Start of Extracted material
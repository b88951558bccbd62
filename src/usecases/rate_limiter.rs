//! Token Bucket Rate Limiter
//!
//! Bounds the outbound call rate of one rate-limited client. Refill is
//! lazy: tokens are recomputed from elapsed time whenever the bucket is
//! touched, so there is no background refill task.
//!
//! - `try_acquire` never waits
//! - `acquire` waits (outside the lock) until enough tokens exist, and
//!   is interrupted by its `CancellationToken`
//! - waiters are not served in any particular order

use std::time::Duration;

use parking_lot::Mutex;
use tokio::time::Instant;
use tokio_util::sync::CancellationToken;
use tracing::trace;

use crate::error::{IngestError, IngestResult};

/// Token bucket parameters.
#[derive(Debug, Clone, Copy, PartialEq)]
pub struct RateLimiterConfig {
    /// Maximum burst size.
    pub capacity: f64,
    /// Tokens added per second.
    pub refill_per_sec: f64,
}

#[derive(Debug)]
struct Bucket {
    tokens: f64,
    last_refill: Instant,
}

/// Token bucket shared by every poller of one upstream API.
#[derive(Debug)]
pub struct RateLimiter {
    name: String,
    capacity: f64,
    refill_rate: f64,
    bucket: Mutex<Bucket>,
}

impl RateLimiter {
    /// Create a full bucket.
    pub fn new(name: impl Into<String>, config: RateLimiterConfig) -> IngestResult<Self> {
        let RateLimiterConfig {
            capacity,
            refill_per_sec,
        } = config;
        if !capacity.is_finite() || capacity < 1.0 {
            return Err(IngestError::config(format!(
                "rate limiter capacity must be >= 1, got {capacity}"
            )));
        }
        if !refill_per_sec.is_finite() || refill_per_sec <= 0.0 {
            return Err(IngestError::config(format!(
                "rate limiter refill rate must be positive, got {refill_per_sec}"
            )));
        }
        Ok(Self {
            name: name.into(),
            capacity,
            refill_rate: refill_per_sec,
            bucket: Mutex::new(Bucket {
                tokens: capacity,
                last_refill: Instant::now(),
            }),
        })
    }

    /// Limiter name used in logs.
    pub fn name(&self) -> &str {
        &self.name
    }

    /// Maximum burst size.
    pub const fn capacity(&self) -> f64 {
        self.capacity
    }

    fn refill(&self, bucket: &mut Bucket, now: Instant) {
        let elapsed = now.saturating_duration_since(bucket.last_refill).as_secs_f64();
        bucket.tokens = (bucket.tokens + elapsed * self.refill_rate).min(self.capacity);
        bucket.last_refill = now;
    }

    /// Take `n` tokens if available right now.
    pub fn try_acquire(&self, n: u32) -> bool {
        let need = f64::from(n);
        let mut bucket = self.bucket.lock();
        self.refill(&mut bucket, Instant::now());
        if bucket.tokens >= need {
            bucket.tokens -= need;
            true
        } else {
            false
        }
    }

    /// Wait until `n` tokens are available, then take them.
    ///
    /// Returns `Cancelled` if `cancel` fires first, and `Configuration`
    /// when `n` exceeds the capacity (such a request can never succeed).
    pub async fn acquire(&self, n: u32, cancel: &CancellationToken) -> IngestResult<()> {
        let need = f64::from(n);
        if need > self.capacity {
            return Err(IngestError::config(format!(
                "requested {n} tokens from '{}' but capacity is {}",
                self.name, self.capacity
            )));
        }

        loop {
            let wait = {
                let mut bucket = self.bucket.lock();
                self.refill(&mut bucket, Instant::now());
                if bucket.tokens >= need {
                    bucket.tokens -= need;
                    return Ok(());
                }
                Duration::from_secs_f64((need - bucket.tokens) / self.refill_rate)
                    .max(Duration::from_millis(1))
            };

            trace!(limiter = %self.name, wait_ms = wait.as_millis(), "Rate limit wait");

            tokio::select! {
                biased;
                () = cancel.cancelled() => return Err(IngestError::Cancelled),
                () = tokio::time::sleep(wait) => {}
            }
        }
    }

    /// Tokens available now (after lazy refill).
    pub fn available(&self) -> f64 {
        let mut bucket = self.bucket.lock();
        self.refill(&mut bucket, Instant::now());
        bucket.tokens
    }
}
End of Extracted material
Work order. Only a number should be given in reply: how many lines in the entries above hold "IngestResult".

Solution to the exercise. 3